→ **Given data**:
▬▬▬

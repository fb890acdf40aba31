//! Attendance repository for database operations

use async_trait::async_trait;
use common::error::DatabaseResult;
use sqlx::{PgPool, Row};

use crate::models::{
    Attendance, NewAttendance, SessionAttendanceEntry, StudentReportEntry, WIRE_TIME_FORMAT,
};
use crate::store::AttendanceStore;

/// Attendance repository, append-only
#[derive(Clone)]
pub struct AttendanceRepository {
    pool: PgPool,
}

impl AttendanceRepository {
    /// Create a new attendance repository
    pub fn new(pool: PgPool) -> Self {
        Self { pool }
    }
}

#[async_trait]
impl AttendanceStore for AttendanceRepository {
    async fn append(&self, record: &NewAttendance) -> DatabaseResult<Attendance> {
        // Single-statement insert: the write either lands whole or not at
        // all, so a failure after the session lookup leaves no partial state.
        let row = sqlx::query(
            r#"
            INSERT INTO attendance (student_id, session_id, status, timestamp)
            VALUES ($1, $2, $3, $4)
            RETURNING id, student_id, session_id, status, timestamp
            "#,
        )
        .bind(record.student_id)
        .bind(record.session_id)
        .bind(record.status.as_str())
        .bind(record.timestamp)
        .fetch_one(&self.pool)
        .await?;

        Ok(Attendance {
            id: row.get("id"),
            student_id: row.get("student_id"),
            session_id: row.get("session_id"),
            status: row.get("status"),
            timestamp: row.get("timestamp"),
        })
    }

    async fn by_session(&self, session_id: i64) -> DatabaseResult<Vec<SessionAttendanceEntry>> {
        let rows = sqlx::query(
            r#"
            SELECT student_id, status, timestamp
            FROM attendance
            WHERE session_id = $1
            ORDER BY timestamp
            "#,
        )
        .bind(session_id)
        .fetch_all(&self.pool)
        .await?;

        Ok(rows
            .into_iter()
            .map(|row| SessionAttendanceEntry {
                student_id: row.get("student_id"),
                status: row.get("status"),
                timestamp: row
                    .get::<chrono::NaiveDateTime, _>("timestamp")
                    .format(WIRE_TIME_FORMAT)
                    .to_string(),
            })
            .collect())
    }

    async fn by_student(&self, student_id: i64) -> DatabaseResult<Vec<StudentReportEntry>> {
        let rows = sqlx::query(
            r#"
            SELECT session_id, status, timestamp
            FROM attendance
            WHERE student_id = $1
            ORDER BY timestamp DESC
            "#,
        )
        .bind(student_id)
        .fetch_all(&self.pool)
        .await?;

        Ok(rows
            .into_iter()
            .map(|row| StudentReportEntry {
                session_id: row.get("session_id"),
                status: row.get("status"),
                timestamp: row
                    .get::<chrono::NaiveDateTime, _>("timestamp")
                    .format(WIRE_TIME_FORMAT)
                    .to_string(),
            })
            .collect())
    }
}
//! Staff user repository for database operations

use argon2::{Argon2, PasswordHash, PasswordHasher, PasswordVerifier, password_hash::SaltString};
use async_trait::async_trait;
use common::error::{DatabaseError, DatabaseResult};
use sqlx::{PgPool, Row};
use tracing::info;

use crate::models::{NewUser, Role, UpdateUser, User};
use crate::store::RoleProvider;

/// Staff user repository; doubles as the authorization collaborator
#[derive(Clone)]
pub struct UserRepository {
    pool: PgPool,
}

impl UserRepository {
    /// Create a new user repository
    pub fn new(pool: PgPool) -> Self {
        Self { pool }
    }

    fn from_row(row: &sqlx::postgres::PgRow) -> User {
        User {
            id: row.get("id"),
            name: row.get("name"),
            email: row.get("email"),
            password_hash: row.get("password_hash"),
            role: row.get("role"),
        }
    }

    /// Create a new staff user with a hashed password
    pub async fn create(&self, new_user: &NewUser) -> DatabaseResult<User> {
        info!("Creating staff user {}", new_user.email);

        let salt = SaltString::generate(&mut rand::thread_rng());
        let argon2 = Argon2::default();
        let password_hash = argon2
            .hash_password(new_user.password.as_bytes(), &salt)
            .map_err(|e| DatabaseError::Configuration(format!("Failed to hash password: {e}")))?
            .to_string();

        let row = sqlx::query(
            r#"
            INSERT INTO users (name, email, password_hash, role)
            VALUES ($1, $2, $3, $4)
            RETURNING id, name, email, password_hash, role
            "#,
        )
        .bind(&new_user.name)
        .bind(&new_user.email)
        .bind(&password_hash)
        .bind(new_user.role.as_str())
        .fetch_one(&self.pool)
        .await?;

        Ok(Self::from_row(&row))
    }

    /// Find a staff user by email
    pub async fn find_by_email(&self, email: &str) -> DatabaseResult<Option<User>> {
        let row = sqlx::query(
            "SELECT id, name, email, password_hash, role FROM users WHERE email = $1",
        )
        .bind(email)
        .fetch_optional(&self.pool)
        .await?;

        Ok(row.as_ref().map(Self::from_row))
    }

    /// Verify a staff password against the stored hash
    pub fn verify_password(&self, user: &User, password: &str) -> DatabaseResult<bool> {
        let parsed_hash = PasswordHash::new(&user.password_hash).map_err(|e| {
            DatabaseError::Configuration(format!("Failed to parse password hash: {e}"))
        })?;

        let argon2 = Argon2::default();
        Ok(argon2
            .verify_password(password.as_bytes(), &parsed_hash)
            .is_ok())
    }

    /// Get all users with the TEACHER role
    pub async fn get_teachers(&self) -> DatabaseResult<Vec<User>> {
        let rows = sqlx::query(
            "SELECT id, name, email, password_hash, role FROM users WHERE role = 'TEACHER' ORDER BY id",
        )
        .fetch_all(&self.pool)
        .await?;

        Ok(rows.iter().map(Self::from_row).collect())
    }

    /// Update a staff user's name and email
    pub async fn update(&self, id: i64, update: &UpdateUser) -> DatabaseResult<bool> {
        let result = sqlx::query("UPDATE users SET name = $1, email = $2 WHERE id = $3")
            .bind(&update.name)
            .bind(&update.email)
            .bind(id)
            .execute(&self.pool)
            .await?;

        Ok(result.rows_affected() > 0)
    }

    /// Delete a user only if the row holds the TEACHER role
    pub async fn delete_teacher(&self, id: i64) -> DatabaseResult<bool> {
        let result = sqlx::query("DELETE FROM users WHERE id = $1 AND role = 'TEACHER'")
            .bind(id)
            .execute(&self.pool)
            .await?;

        Ok(result.rows_affected() > 0)
    }
}

#[async_trait]
impl RoleProvider for UserRepository {
    /// Resolve an actor id: staff role first, then the student roster,
    /// otherwise `None`.
    async fn role_of(&self, user_id: i64) -> DatabaseResult<Role> {
        let staff = sqlx::query("SELECT role FROM users WHERE id = $1")
            .bind(user_id)
            .fetch_optional(&self.pool)
            .await?;

        if let Some(row) = staff {
            let raw: String = row.get("role");
            return Ok(Role::parse(&raw).unwrap_or(Role::None));
        }

        let student = sqlx::query("SELECT 1 AS present FROM students WHERE id = $1")
            .bind(user_id)
            .fetch_optional(&self.pool)
            .await?;

        if student.is_some() {
            Ok(Role::Student)
        } else {
            Ok(Role::None)
        }
    }
}
//! Custom error types for the attendance service

use axum::{
    Json,
    http::StatusCode,
    response::{IntoResponse, Response},
};
use serde_json::json;
use thiserror::Error;

/// Custom error type for the attendance service.
///
/// Every failure surfaces as a distinct structured outcome so the routing
/// layer can map it; a check-in that fails here never produces a status.
#[derive(Error, Debug)]
pub enum AttendanceError {
    /// Required fields are missing or malformed; carries the field names
    #[error("Validation failed for fields: {0:?}")]
    Validation(Vec<String>),

    /// Actor lacks the required role
    #[error("Forbidden: {0}")]
    Forbidden(String),

    /// Bad login credentials
    #[error("Invalid credentials")]
    Unauthorized,

    /// Referenced entity does not exist
    #[error("{0}")]
    NotFound(String),

    /// QR encoding failure
    #[error("QR encoding error: {0}")]
    Encoding(String),

    /// Database error
    #[error("Database error: {0}")]
    Database(#[from] common::error::DatabaseError),
}

impl IntoResponse for AttendanceError {
    fn into_response(self) -> Response {
        let (status, body) = match self {
            AttendanceError::Validation(fields) => (
                StatusCode::BAD_REQUEST,
                json!({
                    "error": "Missing or invalid fields",
                    "fields": fields,
                }),
            ),
            AttendanceError::Forbidden(msg) => (StatusCode::FORBIDDEN, json!({ "error": msg })),
            AttendanceError::Unauthorized => (
                StatusCode::UNAUTHORIZED,
                json!({ "error": "Invalid credentials" }),
            ),
            AttendanceError::NotFound(msg) => (StatusCode::NOT_FOUND, json!({ "error": msg })),
            AttendanceError::Encoding(msg) => {
                tracing::error!("QR encoding failed: {}", msg);
                (
                    StatusCode::INTERNAL_SERVER_ERROR,
                    json!({ "error": "QR encoding failed" }),
                )
            }
            AttendanceError::Database(err) => {
                tracing::error!("Database error: {}", err);
                (
                    StatusCode::INTERNAL_SERVER_ERROR,
                    json!({ "error": "Database error" }),
                )
            }
        };

        (status, Json(body)).into_response()
    }
}

/// Type alias for attendance results
pub type AttendanceResult<T> = Result<T, AttendanceError>;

▬▬▬

→ **Aim of the task**: Read through the entries above, and wherever a line holds the string "fields", copy it.

→ **Exercise solution**:
    /// Required fields are missing or malformed; carries the field names
    #[error("Validation failed for fields: {0:?}")]
            AttendanceError::Validation(fields) => (
                    "error": "Missing or invalid fields",
                    "fields": fields,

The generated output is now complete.